The Photoaddition of a Psoralen to DNA Proceeds via the Triplet State

• Published in: Journal of the American Chemical Society Vol. 141; no. 34; pp. 13643 - 13653
• Main Authors: Diekmann, Janina, Gontcharov, Julia, Fröbel, Sascha, Torres Ziegenbein, Christian, Zinth, Wolfgang, Gilch, Peter
• Format: Journal Article
• Language: English
• Published: United States American Chemical Society 28.08.2019
• ISSN: 0002-7863; 1520-5126
• DOI: 10.1021/jacs.9b06521

Psoralens are natural compounds that serve in the light dependent treatment of certain skin diseases (PUVA therapy).
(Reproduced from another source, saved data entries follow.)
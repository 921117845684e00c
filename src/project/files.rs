use crate::{
    errors::{AppError, AppResult},
    security::resolve_within,
};
use serde::Deserialize;
use std::{
    fs::{self, OpenOptions},
    io::{self, Write},
    path::PathBuf,
};

#[derive(Debug, Clone, Copy, Default, PartialEq, Eq, Deserialize)]
#[serde(rename_all = "lowercase")]
pub enum WriteMode {
    #[default]
    Overwrite,
    Append,
}

/// Text file access confined to one project root.
#[derive(Debug, Clone)]
pub struct ProjectFiles {
    root: PathBuf,
}

impl ProjectFiles {
    pub fn new(root: impl Into<PathBuf>) -> Self {
        Self { root: root.into() }
    }

    /// Writes `content`, creating parent directories as needed. Returns the resolved target.
    pub fn write(&self, relative: &str, content: &str, mode: WriteMode) -> AppResult<PathBuf> {
        let target = resolve_within(&self.root, relative).ok_or(AppError::InvalidPath)?;
        if let Some(parent) = target.parent() {
            fs::create_dir_all(parent).map_err(io_error)?;
        }
        let mut options = OpenOptions::new();
        match mode {
            WriteMode::Overwrite => options.write(true).create(true).truncate(true),
            WriteMode::Append => options.append(true).create(true),
        };
        let mut file = options.open(&target).map_err(io_error)?;
        file.write_all(content.as_bytes()).map_err(io_error)?;
        Ok(target)
    }

    pub fn read(&self, relative: &str) -> AppResult<String> {
        let target = resolve_within(&self.root, relative).ok_or(AppError::InvalidPath)?;
        fs::read_to_string(&target).map_err(io_error)
    }

    /// False both for unsafe paths and for safe paths that do not exist.
    pub fn exists(&self, relative: &str) -> bool {
        resolve_within(&self.root, relative).is_some_and(|p| p.exists())
    }
}

fn io_error(e: io::Error) -> AppError {
    match e.kind() {
        io::ErrorKind::NotFound => AppError::NotFound,
        io::ErrorKind::InvalidData => AppError::ToolError("file is not valid UTF-8".into()),
        _ => AppError::Internal(e.to_string()),
    }
}
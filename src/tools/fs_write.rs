use crate::{
    errors::AppError,
    mcp::registry::Tool,
    project::{SessionStore, WriteMode},
    tools::{parse_params, session_files},
};
use async_trait::async_trait;
use serde::Deserialize;
use serde_json::json;
use std::sync::Arc;

#[derive(Debug, Deserialize)]
#[serde(rename_all = "camelCase")]
struct WriteParams {
    project_session_id: String,
    file_path: String,
    content: String,
    #[serde(default)]
    mode: WriteMode,
}

pub struct WriteFileTool {
    sessions: Arc<dyn SessionStore>,
}

impl WriteFileTool {
    pub fn new(sessions: Arc<dyn SessionStore>) -> Self {
        Self { sessions }
    }
}

#[async_trait]
impl Tool for WriteFileTool {
    fn name(&self) -> &'static str { "write_file" }
    fn capabilities(&self) -> serde_json::Value {
        json!({"input": {"type":"object","required":["projectSessionId","filePath","content"],"properties": {"projectSessionId":{"type":"string"},"filePath":{"type":"string"},"content":{"type":"string"},"mode":{"type":"string","enum":["overwrite","append"]}}}, "output": {"type":"object","properties": {"content":{"type":"string"}}}})
    }
    async fn call(&self, params: serde_json::Value) -> Result<serde_json::Value, AppError> {
        let p: WriteParams = parse_params(params)?;
        let files = session_files(self.sessions.as_ref(), &p.project_session_id)?;
        files.write(&p.file_path, &p.content, p.mode)?;
        let verb = match p.mode {
            WriteMode::Overwrite => "wrote",
            WriteMode::Append => "appended",
        };
        Ok(json!({"content": format!("Successfully {verb} to {}", p.file_path)}))
    }
}
#[cfg(test)]
mod tests {
    use super::*;
    use crate::testing::{registered_project, unregistered_registry, ScriptedRunner};

    fn commands(cmds: &[&str]) -> Vec<String> {
        cmds.iter().map(|c| c.to_string()).collect()
    }

    fn opts(stop_on_error: bool) -> BatchOptions {
        BatchOptions::new(stop_on_error, Duration::from_secs(30))
    }

    #[tokio::test]
    async fn stop_on_error_halts_after_first_failure() {
        let tmp = assert_fs::TempDir::new().unwrap();
        let (registry, root) = registered_project(&tmp, Some("alpine:3"));
        let runner = ScriptedRunner::new();
        let orch = BatchOrchestrator::new(registry, runner.clone());

        let report = orch.run_batch(&commands(&["echo 1", "false", "echo 3"]), &root, opts(true)).await.unwrap();
        assert_eq!(report.results.len(), 2);
        assert!(report.results[0].success);
        assert_eq!(report.results[0].output, "1\n");
        assert!(!report.results[1].success);
        assert!(report.is_error);
        assert_eq!(runner.commands(), ["echo 1", "false"]);
    }

    #[tokio::test]
    async fn continue_on_error_runs_everything_and_is_not_flagged() {
        let tmp = assert_fs::TempDir::new().unwrap();
        let (registry, root) = registered_project(&tmp, Some("alpine:3"));
        let runner = ScriptedRunner::new();
        let orch = BatchOrchestrator::new(registry, runner.clone());

        let report = orch.run_batch(&commands(&["echo 1", "false", "echo 3"]), &root, opts(false)).await.unwrap();
        assert_eq!(report.results.len(), 3);
        assert_eq!(report.results.iter().filter(|r| !r.success).count(), 1);
        assert!(!report.results[1].success);
        assert_eq!(report.results[2].command, "echo 3");
        assert!(!report.is_error);
        assert_eq!(runner.commands().len(), 3);
    }

    #[tokio::test]
    async fn unregistered_project_never_reaches_runner() {
        let tmp = assert_fs::TempDir::new().unwrap();
        let root = tmp.path().join("app");
        std::fs::create_dir(&root).unwrap();
        let runner = ScriptedRunner::new();
        let orch = BatchOrchestrator::new(unregistered_registry(&tmp), runner.clone());

        let err = orch.run_batch(&commands(&["echo 1"]), &root, opts(true)).await.unwrap_err();
        assert!(matches!(err, AppError::UnauthorizedProject(_)));
        assert!(runner.calls().is_empty());
    }

    #[tokio::test]
    async fn missing_or_non_directory_root_is_unauthorized() {
        let tmp = assert_fs::TempDir::new().unwrap();
        let (registry, root) = registered_project(&tmp, Some("alpine:3"));
        let file = root.join("Cargo.toml");
        std::fs::write(&file, "").unwrap();
        let runner = ScriptedRunner::new();
        let orch = BatchOrchestrator::new(registry, runner.clone());

        for bad in [root.join("missing"), file, PathBuf::from("relative/app")] {
            let err = orch.run_batch(&commands(&["echo 1"]), &bad, opts(true)).await.unwrap_err();
            assert!(matches!(err, AppError::UnauthorizedProject(_)), "{bad:?}");
        }
        assert!(runner.calls().is_empty());
    }

    #[tokio::test]
    async fn missing_image_aborts_before_any_command() {
        let tmp = assert_fs::TempDir::new().unwrap();
        let (registry, root) = registered_project(&tmp, None);
        let runner = ScriptedRunner::new();
        let orch = BatchOrchestrator::new(registry, runner.clone());

        let err = orch.run_batch(&commands(&["echo 1"]), &root, opts(true)).await.unwrap_err();
        assert!(matches!(err, AppError::NoImageConfigured(_)));
        assert!(runner.calls().is_empty());
    }

    #[tokio::test]
    async fn stderr_is_appended_to_output() {
        let tmp = assert_fs::TempDir::new().unwrap();
        let (registry, root) = registered_project(&tmp, Some("alpine:3"));
        let orch = BatchOrchestrator::new(registry, ScriptedRunner::new());

        let report = orch.run_batch(&commands(&["warn careful"]), &root, opts(true)).await.unwrap();
        assert_eq!(report.results[0].output, "done\n\nSTDERR:\ncareful\n");
        assert!(report.results[0].success);
    }

    #[tokio::test]
    async fn every_command_sees_the_same_mount_and_image() {
        let tmp = assert_fs::TempDir::new().unwrap();
        let (registry, root) = registered_project(&tmp, Some("rust:1.80"));
        let runner = ScriptedRunner::new();
        let orch = BatchOrchestrator::new(registry, runner.clone());

        orch.run_batch(&commands(&["echo a", "echo b", "echo c"]), &root, opts(true)).await.unwrap();
        let calls = runner.calls();
        let canonical = dunce::canonicalize(&root).unwrap();
        assert_eq!(calls.len(), 3);
        assert!(calls.iter().all(|c| c.project_root == canonical && c.image == "rust:1.80"));
    }

    #[tokio::test]
    async fn expired_deadline_skips_without_launching() {
        let tmp = assert_fs::TempDir::new().unwrap();
        let (registry, root) = registered_project(&tmp, Some("alpine:3"));
        let runner = ScriptedRunner::new();
        let orch = BatchOrchestrator::new(registry, runner.clone());

        let options = opts(false).with_deadline(Instant::now());
        let report = orch.run_batch(&commands(&["echo 1", "echo 2"]), &root, options).await.unwrap();
        assert_eq!(report.results.len(), 2);
        assert!(report.results.iter().all(|r| !r.success && r.output.contains("deadline")));
        assert!(runner.calls().is_empty());
    }

    #[tokio::test]
    async fn deadline_caps_command_timeout() {
        let tmp = assert_fs::TempDir::new().unwrap();
        let (registry, root) = registered_project(&tmp, Some("alpine:3"));
        let runner = ScriptedRunner::new();
        let orch = BatchOrchestrator::new(registry, runner.clone());

        let options = opts(true).with_deadline(Instant::now() + Duration::from_secs(5));
        orch.run_batch(&commands(&["echo 1"]), &root, options).await.unwrap();
        assert!(runner.calls()[0].timeout <= Duration::from_secs(5));
    }

    #[tokio::test]
    async fn timeouts_are_recorded_as_failures() {
        let tmp = assert_fs::TempDir::new().unwrap();
        let (registry, root) = registered_project(&tmp, Some("alpine:3"));
        let orch = BatchOrchestrator::new(registry, ScriptedRunner::new());

        let report = orch.run_batch(&commands(&["hang", "echo after"]), &root, opts(true)).await.unwrap();
        assert_eq!(report.results.len(), 1);
        assert!(report.results[0].output.contains("timed out"));
        assert!(report.is_error);
    }

    #[tokio::test]
    async fn callback_sees_results_in_order() {
        let tmp = assert_fs::TempDir::new().unwrap();
        let (registry, root) = registered_project(&tmp, Some("alpine:3"));
        let orch = BatchOrchestrator::new(registry, ScriptedRunner::new());

        let mut seen = Vec::new();
        let report = orch
            .run_batch_with(&commands(&["echo a", "false", "echo c"]), &root, opts(false), |i, r| {
                seen.push((i, r.command.clone()));
                ControlFlow::Continue(())
            })
            .await
            .unwrap();
        assert_eq!(seen, [(0, "echo a".to_string()), (1, "false".to_string()), (2, "echo c".to_string())]);
        assert_eq!(report.results.len(), 3);
    }

    #[tokio::test]
    async fn breaking_callback_stops_launching_commands() {
        let tmp = assert_fs::TempDir::new().unwrap();
        let (registry, root) = registered_project(&tmp, Some("alpine:3"));
        let runner = ScriptedRunner::new();
        let orch = BatchOrchestrator::new(registry, runner.clone());

        let report = orch
            .run_batch_with(&commands(&["echo a", "echo b", "echo c"]), &root, opts(false), |_, _| ControlFlow::Break(()))
            .await
            .unwrap();
        assert_eq!(report.results.len(), 1);
        assert_eq!(runner.commands(), ["echo a"]);
    }

    #[tokio::test]
    async fn flag_shaped_project_image_is_not_configured() {
        let tmp = assert_fs::TempDir::new().unwrap();
        let (registry, root) = registered_project(&tmp, Some("alpine:3"));
        std::fs::create_dir_all(root.join(".moat")).unwrap();
        let runner = ScriptedRunner::new();
        let orch = BatchOrchestrator::new(registry, runner.clone());

        for image in ["--privileged", "alpine:3 --privileged", "-v/:/host"] {
            let config = serde_json::json!({"dockerImage": image}).to_string();
            std::fs::write(root.join(".moat/config.json"), config).unwrap();
            let err = orch.run_batch(&commands(&["id"]), &root, opts(true)).await.unwrap_err();
            assert!(matches!(err, AppError::NoImageConfigured(_)), "{image}");
        }
        assert!(runner.calls().is_empty());
    }

    #[test]
    fn image_and_container_name_shapes() {
        assert!(is_image_reference("ghcr.io/org/app:1.2@sha256:abc"));
        assert!(!is_image_reference("--privileged"));
        assert!(!is_image_reference("alpine\n--rm"));
        assert!(is_container_name("web_app-1.2"));
        assert!(!is_container_name("--privileged"));
        assert!(!is_container_name("a b"));
    }

    #[test]
    fn report_formats_each_result() {
        let report = BatchReport {
            results: vec![
                CommandResult { command: "echo 1".into(), output: "1\n".into(), success: true },
                CommandResult { command: "false".into(), output: "boom".into(), success: false },
            ],
            is_error: true,
        };
        assert_eq!(
            report.to_string(),
            "Command: echo 1\nStatus: Success\nOutput:\n1\n\n------\nCommand: false\nStatus: Failed\nOutput:\nboom\n------\n"
        );
    }
}
use crate::{
    config::Config,
    errors::AppError,
    project::{FileRegistry, ProjectRegistry, SessionStore, Sessions},
    runner::{batch::BatchOrchestrator, docker::DockerRunner, ContainerRunner},
};
use async_trait::async_trait;
use serde::{Deserialize, Serialize};
use std::sync::Arc;

pub type DynTool = Arc<dyn Tool + Send + Sync + 'static>;

/// Collaborators the tools are built on.
pub struct Backends {
    pub projects: Arc<dyn ProjectRegistry>,
    pub runner: Arc<dyn ContainerRunner>,
    pub sessions: Arc<Sessions>,
}

impl Backends {
    pub fn from_config(cfg: &Config) -> anyhow::Result<Self> {
        let identity = cfg.runner.identity()?;
        let runner = DockerRunner::new(&cfg.runner, cfg.limits.max_output_kb * 1024, identity)?;
        Ok(Self {
            projects: Arc::new(FileRegistry::new(&cfg.registry)),
            runner: Arc::new(runner),
            sessions: Arc::new(Sessions::new(cfg.sessions.root.clone())),
        })
    }
}

#[derive(Clone)]
pub struct ToolRegistry {
    tools: Vec<(String, DynTool)>,
}

impl ToolRegistry {
    pub fn new(cfg: &Config) -> anyhow::Result<Self> {
        Ok(Self::with_backends(cfg, Backends::from_config(cfg)?))
    }

    pub fn with_backends(cfg: &Config, backends: Backends) -> Self {
        use crate::tools::{
            exec::ExecuteBatchTool,
            fs_read::{FileExistsTool, ReadFileTool},
            fs_write::WriteFileTool,
            session::{CloseSessionTool, CommitSessionTool, InitProjectTool},
        };
        let store: Arc<dyn SessionStore> = backends.sessions.clone();
        let orchestrator = Arc::new(BatchOrchestrator::new(backends.projects.clone(), backends.runner));
        let tools: Vec<DynTool> = vec![
            Arc::new(InitProjectTool::new(backends.projects, backends.sessions.clone())),
            Arc::new(CommitSessionTool::new(backends.sessions.clone())),
            Arc::new(CloseSessionTool::new(backends.sessions)),
            Arc::new(WriteFileTool::new(store.clone())),
            Arc::new(ReadFileTool::new(store.clone())),
            Arc::new(FileExistsTool::new(store)),
            Arc::new(ExecuteBatchTool::new(cfg, orchestrator)),
        ];
        let mut tools: Vec<(String, DynTool)> = tools.into_iter().map(|t| (t.name().to_string(), t)).collect();
        tools.sort_by(|a, b| a.0.cmp(&b.0));
        Self { tools }
    }

    pub fn get(&self, name: &str) -> Option<DynTool> { self.tools.iter().find(|(n, _)| n == name).map(|(_, t)| t.clone()) }
    pub fn list_names(&self) -> Vec<String> { self.tools.iter().map(|(n, _)| n.clone()).collect() }
}

#[derive(Debug, Deserialize)]
pub struct CallRequest {
    pub id: String,
    pub tool: String,
    #[serde(default)]
    pub params: serde_json::Value,
    #[serde(default)]
    pub stream: bool,
}

#[derive(Debug, Serialize)]
pub struct CallResponse {
    pub id: String,
    #[serde(skip_serializing_if = "Option::is_none")] pub result: Option<serde_json::Value>,
    #[serde(skip_serializing_if = "Option::is_none")] pub error: Option<super::types::ErrorObj>,
}

#[async_trait]
pub trait Tool {
    fn name(&self) -> &'static str;
    fn capabilities(&self) -> serde_json::Value;
    async fn call(&self, params: serde_json::Value) -> Result<serde_json::Value, AppError>;
    async fn call_stream(&self, _params: serde_json::Value) -> Result<crate::server::StreamBody, AppError> {
        Err(AppError::ToolError("streaming not supported".into()))
    }
}
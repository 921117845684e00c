use crate::{
    config,
    errors::{AppError, AppResult},
};
use serde::{de::DeserializeOwned, Deserialize, Deserializer, Serialize};
use std::{
    fs, io,
    path::{Path, PathBuf},
};
use tracing::warn;

pub const PROJECT_CONFIG_FILE: &str = "config.json";

/// Authorizes project directories and supplies their container image.
pub trait ProjectRegistry: Send + Sync {
    fn is_registered_project(&self, path: &Path) -> bool;
    fn docker_image_for(&self, path: &Path) -> Option<String>;
    fn container_name_for(&self, _path: &Path) -> Option<String> {
        None
    }
    fn debug(&self) -> bool {
        false
    }
}

/// Resolves `path` and checks it is an existing, registered directory.
pub fn authorize_project(registry: &dyn ProjectRegistry, path: &Path) -> AppResult<PathBuf> {
    let shown = path.display().to_string();
    if !path.is_absolute() {
        return Err(AppError::UnauthorizedProject(shown));
    }
    let root = dunce::canonicalize(path).map_err(|_| AppError::UnauthorizedProject(shown.clone()))?;
    if !root.is_dir() || !registry.is_registered_project(&root) {
        return Err(AppError::UnauthorizedProject(shown));
    }
    Ok(root)
}

#[derive(Debug, Clone, PartialEq, Eq, Serialize, Deserialize)]
#[serde(rename_all = "camelCase")]
pub struct ProjectConfig {
    pub path: PathBuf,
    #[serde(default, skip_serializing_if = "Option::is_none")]
    pub docker_image: Option<String>,
    #[serde(default, skip_serializing_if = "Option::is_none")]
    pub container_name: Option<String>,
}

#[derive(Deserialize)]
#[serde(untagged)]
enum ProjectEntry {
    Path(PathBuf),
    Config(ProjectConfig),
}

impl From<ProjectEntry> for ProjectConfig {
    fn from(entry: ProjectEntry) -> Self {
        match entry {
            ProjectEntry::Path(path) => ProjectConfig { path, docker_image: None, container_name: None },
            ProjectEntry::Config(config) => config,
        }
    }
}

/// Contents of the system registry file.
#[derive(Debug, Clone, Default, Deserialize)]
pub struct SystemConfig {
    #[serde(default, deserialize_with = "deserialize_projects")]
    pub projects: Vec<ProjectConfig>,
    #[serde(default)]
    pub debug: bool,
}

fn deserialize_projects<'de, D: Deserializer<'de>>(d: D) -> Result<Vec<ProjectConfig>, D::Error> {
    let entries = Vec::<ProjectEntry>::deserialize(d)?;
    Ok(entries.into_iter().map(ProjectConfig::from).collect())
}

/// Contents of `<project>/<project_config_dir>/config.json`.
#[derive(Debug, Clone, Default, Deserialize)]
#[serde(rename_all = "camelCase")]
pub struct ProjectSettings {
    #[serde(default)]
    pub docker_image: Option<String>,
    #[serde(default)]
    pub container_name: Option<String>,
}

/// Registry backed by the system registry file and per-project config files. Both are
/// re-read on every lookup.
#[derive(Debug, Clone)]
pub struct FileRegistry {
    system_config: PathBuf,
    project_config_dir: PathBuf,
}

impl FileRegistry {
    pub fn new(cfg: &config::Registry) -> Self {
        Self { system_config: cfg.system_config.clone(), project_config_dir: cfg.project_config_dir.clone() }
    }

    pub fn load_system(&self) -> SystemConfig {
        read_json_or_default(&self.system_config)
    }

    pub fn project_settings(&self, root: &Path) -> ProjectSettings {
        read_json_or_default(&root.join(&self.project_config_dir).join(PROJECT_CONFIG_FILE))
    }

    pub fn find(&self, path: &Path) -> Option<ProjectConfig> {
        let key = identity_key(path);
        self.load_system().projects.into_iter().find(|p| identity_key(&p.path) == key)
    }
}

impl ProjectRegistry for FileRegistry {
    fn is_registered_project(&self, path: &Path) -> bool {
        path.is_absolute() && self.find(path).is_some()
    }

    fn docker_image_for(&self, path: &Path) -> Option<String> {
        non_empty(self.project_settings(path).docker_image).or_else(|| self.find(path).and_then(|p| non_empty(p.docker_image)))
    }

    fn container_name_for(&self, path: &Path) -> Option<String> {
        non_empty(self.project_settings(path).container_name)
            .or_else(|| self.find(path).and_then(|p| non_empty(p.container_name)))
    }

    fn debug(&self) -> bool {
        self.load_system().debug
    }
}

fn non_empty(value: Option<String>) -> Option<String> {
    value.filter(|v| !v.trim().is_empty())
}

fn identity_key(path: &Path) -> PathBuf {
    dunce::canonicalize(path).unwrap_or_else(|_| path.to_path_buf())
}

/// Missing or malformed files read as the default value.
fn read_json_or_default<T: DeserializeOwned + Default>(path: &Path) -> T {
    match fs::read_to_string(path) {
        Ok(raw) => serde_json::from_str(&raw).unwrap_or_else(|e| {
            warn!(path = %path.display(), error = %e, "malformed config, treating as absent");
            T::default()
        }),
        Err(e) if e.kind() == io::ErrorKind::NotFound => T::default(),
        Err(e) => {
            warn!(path = %path.display(), error = %e, "unreadable config, treating as absent");
            T::default()
        }
    }
}

#[cfg(test)]
mod tests {
    use super::*;
    use assert_fs::prelude::*;
    use serde_json::json;

    fn registry(tmp: &assert_fs::TempDir) -> FileRegistry {
        FileRegistry::new(&config::Registry {
            system_config: tmp.child("projects.json").path().to_path_buf(),
            project_config_dir: PathBuf::from(".moat"),
        })
    }

    #[test]
    fn registered_project_is_found_by_resolved_path() {
        let tmp = assert_fs::TempDir::new().unwrap();
        let project = tmp.child("app");
        project.create_dir_all().unwrap();
        let listed = format!("{}/./", project.path().display());
        tmp.child("projects.json")
            .write_str(&json!({"projects": [{"path": listed, "dockerImage": "node:20"}]}).to_string())
            .unwrap();
        let reg = registry(&tmp);
        assert!(reg.is_registered_project(project.path()));
        assert_eq!(reg.docker_image_for(project.path()).as_deref(), Some("node:20"));
    }

    #[test]
    fn unregistered_and_relative_paths_are_rejected() {
        let tmp = assert_fs::TempDir::new().unwrap();
        let project = tmp.child("app");
        project.create_dir_all().unwrap();
        tmp.child("projects.json").write_str(r#"{"projects": []}"#).unwrap();
        let reg = registry(&tmp);
        assert!(!reg.is_registered_project(project.path()));
        assert!(!reg.is_registered_project(Path::new("app")));
    }

    #[test]
    fn malformed_registry_reads_as_empty() {
        let tmp = assert_fs::TempDir::new().unwrap();
        tmp.child("projects.json").write_str("{ not json").unwrap();
        let reg = registry(&tmp);
        let system = reg.load_system();
        assert!(system.projects.is_empty());
        assert!(!system.debug);
    }

    #[test]
    fn missing_registry_reads_as_empty() {
        let tmp = assert_fs::TempDir::new().unwrap();
        assert!(registry(&tmp).load_system().projects.is_empty());
    }

    #[test]
    fn bare_path_entries_register_without_image() {
        let tmp = assert_fs::TempDir::new().unwrap();
        let project = tmp.child("app");
        project.create_dir_all().unwrap();
        tmp.child("projects.json")
            .write_str(&json!({"projects": [project.path()], "debug": true}).to_string())
            .unwrap();
        let reg = registry(&tmp);
        assert!(reg.is_registered_project(project.path()));
        assert_eq!(reg.docker_image_for(project.path()), None);
        assert!(reg.debug());
    }

    #[test]
    fn project_config_image_wins_over_registry_entry() {
        let tmp = assert_fs::TempDir::new().unwrap();
        let project = tmp.child("app");
        project.child(".moat/config.json").write_str(r#"{"dockerImage": "rust:1.80", "containerName": "app"}"#).unwrap();
        tmp.child("projects.json")
            .write_str(&json!({"projects": [{"path": project.path(), "dockerImage": "node:20"}]}).to_string())
            .unwrap();
        let reg = registry(&tmp);
        assert_eq!(reg.docker_image_for(project.path()).as_deref(), Some("rust:1.80"));
        assert_eq!(reg.container_name_for(project.path()).as_deref(), Some("app"));
    }

    #[test]
    fn malformed_project_config_falls_back_to_registry() {
        let tmp = assert_fs::TempDir::new().unwrap();
        let project = tmp.child("app");
        project.child(".moat/config.json").write_str("[1, 2").unwrap();
        tmp.child("projects.json")
            .write_str(&json!({"projects": [{"path": project.path(), "dockerImage": "node:20"}]}).to_string())
            .unwrap();
        assert_eq!(registry(&tmp).docker_image_for(project.path()).as_deref(), Some("node:20"));
    }
}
They are DNA intercalators that upon photoexcitation form adducts with thymine bases. For one psoralen derivative, 4′-aminomethyl-4,5′,8-trimethylpsoralen (AMT), the photoreactions are characterized here by nanosecond UV–vis and IR absorption spectroscopy. The triplet state of AMT is identified as the reactive one. On the 1–10 μs time scale this local triplet state transforms into a triplet biradical bearing one single bond between the addends. Within ∼50 μs this biradical forms the final adduct featuring a cyclobutane ring. This kinetic behavior is in stark contrast to the closely related photoaddition of two thymine moieties within the DNA. Origins of the differences are discussed.